//! # World Snapshots
//!
//! Read-only node records handed to the transport for interest-managed
//! delta transmission. How they are encoded on the wire is the transport's
//! business; this module only decides what is in them.

use std::hash::Hasher;

use serde::{Deserialize, Serialize};
use siphasher::sip::SipHasher13;

use bullion_core::{EntityId, EntityKind};
use bullion_shared::Vec2;

/// Player status bitflags.
pub mod status {
    /// Dash burst running.
    pub const DASHING: u32 = 1;
    /// Stunned.
    pub const STUNNED: u32 = 1 << 1;
    /// Exit hold in progress.
    pub const EXITING: u32 = 1 << 2;
    /// Bullet-immune.
    pub const INVULNERABLE: u32 = 1 << 3;
    /// Slowed by a hit.
    pub const SLOWED: u32 = 1 << 4;
    /// Recently hit; cannot exit.
    pub const COMBAT_TAGGED: u32 = 1 << 5;
    /// Hit flash.
    pub const HIT_FLASH: u32 = 1 << 6;
    /// Holding a shot.
    pub const CHARGING_SHOT: u32 = 1 << 7;
    /// Holding a dash.
    pub const CHARGING_DASH: u32 = 1 << 8;
}

/// Axis-aligned query box.
#[derive(Clone, Copy, Debug, PartialEq, Serialize, Deserialize)]
pub struct Rect {
    /// Lower corner.
    pub min: Vec2,
    /// Upper corner.
    pub max: Vec2,
}

impl Rect {
    /// Creates a box from two corners in any order.
    #[must_use]
    pub fn new(a: Vec2, b: Vec2) -> Self {
        Self {
            min: Vec2::new(a.x.min(b.x), a.y.min(b.y)),
            max: Vec2::new(a.x.max(b.x), a.y.max(b.y)),
        }
    }

    /// A box of half-size `half` around `center` (a client's view).
    #[must_use]
    pub fn around(center: Vec2, half: Vec2) -> Self {
        Self::new(center - half, center + half)
    }

    /// Does the circle touch this box?
    #[must_use]
    pub fn overlaps_circle(&self, center: Vec2, radius: f64) -> bool {
        let nearest = Vec2::new(
            center.x.clamp(self.min.x, self.max.x),
            center.y.clamp(self.min.y, self.max.y),
        );
        (nearest - center).length_squared() <= radius * radius
    }
}

/// Snapshot of a player.
#[derive(Clone, Debug, PartialEq, Serialize, Deserialize)]
pub struct PlayerNode {
    /// Entity id.
    pub id: EntityId,
    /// Session.
    pub session_id: String,
    /// Display name.
    pub display_name: String,
    /// Position.
    pub pos: Vec2,
    /// Radius.
    pub radius: f64,
    /// Balance.
    pub mass: u64,
    /// Stake.
    pub spawn_mass: u64,
    /// `0xRRGGBB`, stable per session.
    pub color: u32,
    /// [`status`] bits.
    pub status: u32,
    /// Shot charge in `[0, 1]`.
    pub shoot_charge: f64,
    /// Dash charge in `[0, 1]`.
    pub dash_charge: f64,
    /// Exit progress in `[0, 1]`.
    pub exit_progress: f64,
    /// Ticks until a dash is available.
    pub dash_cooldown: u32,
    /// Ticks until a shot is available.
    pub shoot_cooldown: u32,
}

/// Snapshot of a bullet.
#[derive(Clone, Debug, PartialEq, Serialize, Deserialize)]
pub struct BulletNode {
    /// Entity id.
    pub id: EntityId,
    /// Position.
    pub pos: Vec2,
    /// Velocity, for client extrapolation.
    pub vel: Vec2,
    /// Radius.
    pub radius: f64,
    /// Shooter's session.
    pub owner: String,
}

/// Snapshot of a pellet.
#[derive(Clone, Debug, PartialEq, Serialize, Deserialize)]
pub struct PelletNode {
    /// Entity id.
    pub id: EntityId,
    /// Position.
    pub pos: Vec2,
    /// Radius.
    pub radius: f64,
    /// Value.
    pub mass: u64,
}

/// Snapshot of a spill.
#[derive(Clone, Debug, PartialEq, Serialize, Deserialize)]
pub struct SpillNode {
    /// Entity id.
    pub id: EntityId,
    /// Position.
    pub pos: Vec2,
    /// Radius.
    pub radius: f64,
    /// Value.
    pub mass: u64,
    /// Who caused it.
    pub attacker: Option<String>,
    /// Who lost it.
    pub victim: String,
    /// First tick anyone may take it.
    pub unlock_tick: u64,
}

/// Snapshot of an obstacle.
#[derive(Clone, Debug, PartialEq, Serialize, Deserialize)]
pub struct ObstacleNode {
    /// Entity id.
    pub id: EntityId,
    /// Center.
    pub pos: Vec2,
    /// Radius.
    pub radius: f64,
}

/// One world node, tagged by kind.
#[derive(Clone, Debug, PartialEq, Serialize, Deserialize)]
#[serde(tag = "kind", rename_all = "snake_case")]
pub enum WorldNode {
    /// Player.
    Player(PlayerNode),
    /// Bullet.
    Bullet(BulletNode),
    /// Pellet.
    Pellet(PelletNode),
    /// Spill.
    Spill(SpillNode),
    /// Obstacle.
    Obstacle(ObstacleNode),
}

impl WorldNode {
    /// Entity id.
    #[must_use]
    pub const fn id(&self) -> EntityId {
        match self {
            Self::Player(n) => n.id,
            Self::Bullet(n) => n.id,
            Self::Pellet(n) => n.id,
            Self::Spill(n) => n.id,
            Self::Obstacle(n) => n.id,
        }
    }

    /// Node kind.
    #[must_use]
    pub const fn kind(&self) -> EntityKind {
        match self {
            Self::Player(_) => EntityKind::Player,
            Self::Bullet(_) => EntityKind::Bullet,
            Self::Pellet(_) => EntityKind::Pellet,
            Self::Spill(_) => EntityKind::Spill,
            Self::Obstacle(_) => EntityKind::Obstacle,
        }
    }

    /// Position.
    #[must_use]
    pub const fn pos(&self) -> Vec2 {
        match self {
            Self::Player(n) => n.pos,
            Self::Bullet(n) => n.pos,
            Self::Pellet(n) => n.pos,
            Self::Spill(n) => n.pos,
            Self::Obstacle(n) => n.pos,
        }
    }

    /// Radius.
    #[must_use]
    pub const fn radius(&self) -> f64 {
        match self {
            Self::Player(n) => n.radius,
            Self::Bullet(n) => n.radius,
            Self::Pellet(n) => n.radius,
            Self::Spill(n) => n.radius,
            Self::Obstacle(n) => n.radius,
        }
    }

    /// Feeds every field into `h`, floats by their bit patterns.
    pub fn digest_into(&self, h: &mut impl Hasher) {
        fn vec(h: &mut impl Hasher, v: Vec2) {
            let [x, y] = v.to_bits();
            h.write_u64(x);
            h.write_u64(y);
        }
        fn text(h: &mut impl Hasher, s: &str) {
            h.write_usize(s.len());
            h.write(s.as_bytes());
        }

        h.write_u8(self.kind() as u8);
        h.write_u64(self.id().raw());
        vec(h, self.pos());
        h.write_u64(self.radius().to_bits());
        match self {
            Self::Player(n) => {
                text(h, &n.session_id);
                text(h, &n.display_name);
                h.write_u64(n.mass);
                h.write_u64(n.spawn_mass);
                h.write_u32(n.status);
                h.write_u64(n.shoot_charge.to_bits());
                h.write_u64(n.dash_charge.to_bits());
                h.write_u64(n.exit_progress.to_bits());
                h.write_u32(n.dash_cooldown);
                h.write_u32(n.shoot_cooldown);
            }
            Self::Bullet(n) => {
                vec(h, n.vel);
                text(h, &n.owner);
            }
            Self::Pellet(n) => h.write_u64(n.mass),
            Self::Spill(n) => {
                h.write_u64(n.mass);
                text(h, n.attacker.as_deref().unwrap_or(""));
                text(h, &n.victim);
                h.write_u64(n.unlock_tick);
            }
            Self::Obstacle(_) => {}
        }
    }
}

/// Fixed SipHash keys; digests must agree across processes.
pub(crate) const DIGEST_KEYS: (u64, u64) = (0x6275_6c6c_696f_6e00, 0x7374_6174_6521_0000);

/// Display colour for a session: a hue from the session hash, fixed
/// saturation and lightness.
#[must_use]
pub fn color_for_session(session_id: &str) -> u32 {
    let mut h = SipHasher13::new_with_keys(DIGEST_KEYS.0, DIGEST_KEYS.1);
    h.write(session_id.as_bytes());
    let hue = (h.finish() % 360) as f64;
    hsl_to_rgb(hue, 0.65, 0.55)
}

fn hsl_to_rgb(hue: f64, sat: f64, light: f64) -> u32 {
    let c = (1.0 - (2.0 * light - 1.0).abs()) * sat;
    let hp = hue / 60.0;
    let x = c * (1.0 - (hp % 2.0 - 1.0).abs());
    let (r, g, b) = match hp as u32 {
        0 => (c, x, 0.0),
        1 => (x, c, 0.0),
        2 => (0.0, c, x),
        3 => (0.0, x, c),
        4 => (x, 0.0, c),
        _ => (c, 0.0, x),
    };
    let m = light - c / 2.0;
    let channel = |v: f64| ((v + m) * 255.0).round().clamp(0.0, 255.0) as u32;
    (channel(r) << 16) | (channel(g) << 8) | channel(b)
}

#[cfg(test)]
mod tests {
    use super::*;

    #[test]
    fn test_rect_overlap() {
        let rect = Rect::new(Vec2::new(10.0, 10.0), Vec2::new(-10.0, -10.0));
        assert_eq!(rect.min, Vec2::new(-10.0, -10.0));
        assert!(rect.overlaps_circle(Vec2::new(15.0, 0.0), 5.0));
        assert!(!rect.overlaps_circle(Vec2::new(15.0, 15.0), 5.0));
        assert!(rect.overlaps_circle(Vec2::ZERO, 0.0));
    }

    #[test]
    fn test_color_is_stable() {
        assert_eq!(color_for_session("abc"), color_for_session("abc"));
        assert!(color_for_session("abc") <= 0xFF_FFFF);
        assert_eq!(hsl_to_rgb(0.0, 1.0, 0.5), 0xFF_0000);
        assert_eq!(hsl_to_rgb(120.0, 1.0, 0.5), 0x00_FF00);
    }
}
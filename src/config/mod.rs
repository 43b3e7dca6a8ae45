//! Configuration module for the forward bot.
//!
//! Handles the persisted channel pair as well as Telegram credentials
//! and runtime settings taken from the environment.

mod channels;
mod settings;

pub use channels::{ChannelConfig, ChannelStore, StoreError};
pub use settings::{BotSettings, ConfigError, TelegramConfig};

/// Placeholder shown for a channel that has not been configured.
pub const NOT_SET: &str = "Not set";
//! Telegram client wrapper module.
//!
//! Provides the grammers-backed bot session and the narrow capability
//! traits the forwarding logic is written against.

mod client;
mod gateway;

pub use client::{IncomingMessage, TelegramBot, TelegramError};
pub use gateway::{ChannelGateway, MessageRef, ReplySink};
//! Persistent source/target channel configuration.

use std::path::{Path, PathBuf};

use serde::{Deserialize, Serialize};
use thiserror::Error;
use tracing::debug;

/// Errors that can occur while loading or saving the channel configuration.
#[derive(Debug, Error)]
pub enum StoreError {
    #[error("Failed to access configuration file {path}: {source}")]
    Io {
        path: PathBuf,
        #[source]
        source: std::io::Error,
    },

    #[error("Failed to parse configuration file {path}: {source}")]
    Parse {
        path: PathBuf,
        #[source]
        source: serde_json::Error,
    },

    #[error("Failed to serialize configuration: {0}")]
    Serialize(#[from] serde_json::Error),
}

/// The two channel identifiers the bot works with.
#[derive(Debug, Clone, Default, PartialEq, Eq, Serialize, Deserialize)]
pub struct ChannelConfig {
    /// Channel messages are copied from.
    #[serde(default)]
    pub source_channel: Option<String>,

    /// Channel messages are copied into.
    #[serde(default)]
    pub target_channel: Option<String>,
}

impl ChannelConfig {
    /// Returns the source channel, treating an empty value as unset.
    #[must_use]
    pub fn source(&self) -> Option<&str> {
        non_empty(self.source_channel.as_deref())
    }

    /// Returns the target channel, treating an empty value as unset.
    #[must_use]
    pub fn target(&self) -> Option<&str> {
        non_empty(self.target_channel.as_deref())
    }
}

fn non_empty(value: Option<&str>) -> Option<&str> {
    value.filter(|v| !v.is_empty())
}

/// File-backed holder of the [`ChannelConfig`].
///
/// The in-memory value always matches the last successful save.
#[derive(Debug)]
pub struct ChannelStore {
    path: PathBuf,
    config: ChannelConfig,
}

impl ChannelStore {
    /// Loads the configuration from `path`.
    ///
    /// A missing file yields an empty configuration. A file that exists but
    /// cannot be read or parsed is an error.
    pub fn load(path: impl Into<PathBuf>) -> Result<Self, StoreError> {
        let path = path.into();

        let config = match std::fs::read_to_string(&path) {
            Ok(content) => serde_json::from_str(&content).map_err(|source| StoreError::Parse {
                path: path.clone(),
                source,
            })?,
            Err(e) if e.kind() == std::io::ErrorKind::NotFound => {
                debug!("No configuration at {}, starting empty", path.display());
                ChannelConfig::default()
            }
            Err(source) => return Err(StoreError::Io { path, source }),
        };

        Ok(Self { path, config })
    }

    /// Writes the configuration to disk, replacing the file atomically.
    pub fn save(&self) -> Result<(), StoreError> {
        let json = serde_json::to_string_pretty(&self.config)?;
        let tmp = temp_path(&self.path);

        let io_err = |source| StoreError::Io {
            path: self.path.clone(),
            source,
        };
        std::fs::write(&tmp, json).map_err(io_err)?;
        std::fs::rename(&tmp, &self.path).map_err(io_err)?;

        debug!("Saved channel configuration to {}", self.path.display());
        Ok(())
    }

    /// Sets and persists the source channel.
    pub fn set_source(&mut self, channel: &str) -> Result<(), StoreError> {
        self.update(|c| &mut c.source_channel, channel)
    }

    /// Sets and persists the target channel.
    pub fn set_target(&mut self, channel: &str) -> Result<(), StoreError> {
        self.update(|c| &mut c.target_channel, channel)
    }

    fn update(
        &mut self,
        field: impl Fn(&mut ChannelConfig) -> &mut Option<String>,
        channel: &str,
    ) -> Result<(), StoreError> {
        let previous = field(&mut self.config).replace(channel.to_owned());

        if let Err(e) = self.save() {
            *field(&mut self.config) = previous; // Rollback
            return Err(e);
        }
        Ok(())
    }

    /// Returns the current configuration.
    #[must_use]
    pub fn config(&self) -> &ChannelConfig {
        &self.config
    }

    #[must_use]
    pub fn source(&self) -> Option<&str> {
        self.config.source()
    }

    #[must_use]
    pub fn target(&self) -> Option<&str> {
        self.config.target()
    }

    /// Returns `(source, target)` only when both are set.
    #[must_use]
    pub fn forward_pair(&self) -> Option<(String, String)> {
        Some((self.source()?.to_owned(), self.target()?.to_owned()))
    }

    /// Path of the backing file.
    #[must_use]
    pub fn path(&self) -> &Path {
        &self.path
    }
}

fn temp_path(path: &Path) -> PathBuf {
    let mut name = path
        .file_name()
        .map(std::ffi::OsStr::to_os_string)
        .unwrap_or_default();
    name.push(".tmp");
    path.with_file_name(name)
}

#[cfg(test)]
mod tests {
    use super::*;

    #[test]
    fn test_missing_file_is_empty() {
        let dir = tempfile::tempdir().unwrap();
        let store = ChannelStore::load(dir.path().join("config.json")).unwrap();
        assert_eq!(store.config(), &ChannelConfig::default());
        assert!(store.forward_pair().is_none());
    }

    #[test]
    fn test_save_then_load() {
        let dir = tempfile::tempdir().unwrap();
        let path = dir.path().join("config.json");

        let mut store = ChannelStore::load(&path).unwrap();
        store.set_source("@news").unwrap();
        store.set_target("-1001234567890").unwrap();

        let reloaded = ChannelStore::load(&path).unwrap();
        assert_eq!(reloaded.config(), store.config());
        assert_eq!(
            reloaded.forward_pair(),
            Some(("@news".to_owned(), "-1001234567890".to_owned()))
        );
        assert!(!temp_path(&path).exists());
    }

    #[test]
    fn test_reads_null_fields() {
        let dir = tempfile::tempdir().unwrap();
        let path = dir.path().join("config.json");
        std::fs::write(&path, r#"{"source_channel": "abc", "target_channel": null}"#).unwrap();

        let store = ChannelStore::load(&path).unwrap();
        assert_eq!(store.source(), Some("abc"));
        assert_eq!(store.target(), None);
    }

    #[test]
    fn test_empty_string_counts_as_unset() {
        let config = ChannelConfig {
            source_channel: Some(String::new()),
            target_channel: Some("xyz".to_owned()),
        };
        assert_eq!(config.source(), None);
        assert_eq!(config.target(), Some("xyz"));
    }

    #[test]
    fn test_malformed_file_is_error() {
        let dir = tempfile::tempdir().unwrap();
        let path = dir.path().join("config.json");
        std::fs::write(&path, "{ not json").unwrap();

        assert!(matches!(
            ChannelStore::load(&path),
            Err(StoreError::Parse { .. })
        ));
    }

    #[test]
    fn test_failed_save_rolls_back() {
        let dir = tempfile::tempdir().unwrap();
        let path = dir.path().join("missing-dir").join("config.json");

        let mut store = ChannelStore::load(&path).unwrap();
        assert!(store.set_source("abc").is_err());
        assert_eq!(store.source(), None);
    }
}
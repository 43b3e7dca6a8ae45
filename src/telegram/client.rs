//! Telegram client wrapper for channel forwarding.

use std::collections::HashMap;
use std::sync::Arc;

use async_trait::async_trait;
use grammers_client::client::UpdatesConfiguration;
use grammers_client::message::Message;
use grammers_client::update::Update;
use grammers_client::{sender, Client, InvocationError, SenderPool};
use grammers_session::storages::SqliteSession;
use grammers_tl_types as tl;
use thiserror::Error;
use tokio::sync::{mpsc, RwLock};
use tokio::task::JoinHandle;
use tracing::{debug, error, info, warn};

use super::{ChannelGateway, MessageRef, ReplySink};
use crate::config::TelegramConfig;

/// Messages fetched per `messages.getHistory` call.
const HISTORY_PAGE_SIZE: i32 = 100;

/// Offset between Bot API style ids (`-100…`) and raw channel ids.
const CHANNEL_ID_OFFSET: i64 = 1_000_000_000_000;

/// Errors that can occur during Telegram operations.
#[derive(Debug, Error)]
pub enum TelegramError {
    #[error("Sign in failed: {0}")]
    SignInFailed(String),

    #[error("Channel not found: {0}")]
    ChannelNotFound(String),

    #[error("Flood wait required: {0} seconds")]
    FloodWait(u32),

    #[error("Connection error: {0}")]
    Connection(String),

    #[error("Session error: {0}")]
    Session(String),

    #[error("API invocation error: {0}")]
    Invocation(String),
}

impl From<InvocationError> for TelegramError {
    fn from(err: InvocationError) -> Self {
        if let InvocationError::Rpc(rpc) = &err
            && let Some(seconds) = flood_wait_seconds(&rpc.name, rpc.value)
        {
            return Self::FloodWait(seconds);
        }

        Self::Invocation(err.to_string())
    }
}

/// Returns the wait time carried by a flood-wait RPC error.
///
/// grammers splits `FLOOD_WAIT_120` into the name `FLOOD_WAIT` and the
/// value `120`.
fn flood_wait_seconds(name: &str, value: Option<u32>) -> Option<u32> {
    match name {
        "FLOOD_WAIT" | "FLOOD_PREMIUM_WAIT" => value,
        _ => None,
    }
}
//! Liveness endpoint for process supervisors.
//!
//! Runs independently of the Telegram session and answers even while the
//! bot is still connecting or after it has failed.

use std::net::SocketAddr;

use axum::http::StatusCode;
use axum::routing::get;
use axum::Router;
use tracing::info;

/// Builds the router exposing `GET /health`.
pub fn router() -> Router {
    Router::new().route("/health", get(health_check))
}

async fn health_check() -> (StatusCode, &'static str) {
    (StatusCode::OK, "OK")
}

/// Binds `addr` and serves the health router until the process exits.
pub async fn serve(addr: SocketAddr) -> std::io::Result<()> {
    let listener = tokio::net::TcpListener::bind(addr).await?;
    info!("Health endpoint listening on http://{}/health", listener.local_addr()?);
    axum::serve(listener, router()).await
}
------------------------------------
■ **ACTIVITY**: Begin at the line above that has "pub struct SpillNode" and stop after the line that has "pub struct ObstacleNode", copying each line exactly and adding nothing else.

■ **ANSWER TO THIS PROBLEM**:
pub struct SpillNode {
    /// Entity id.
    pub id: EntityId,
    /// Position.
    pub pos: Vec2,
    /// Radius.
    pub radius: f64,
    /// Value.
    pub mass: u64,
    /// Who caused it.
    pub attacker: Option<String>,
    /// Who lost it.
    pub victim: String,
    /// First tick anyone may take it.
    pub unlock_tick: u64,
}

/// Snapshot of an obstacle.
#[derive(Clone, Debug, PartialEq, Serialize, Deserialize)]
pub struct ObstacleNode {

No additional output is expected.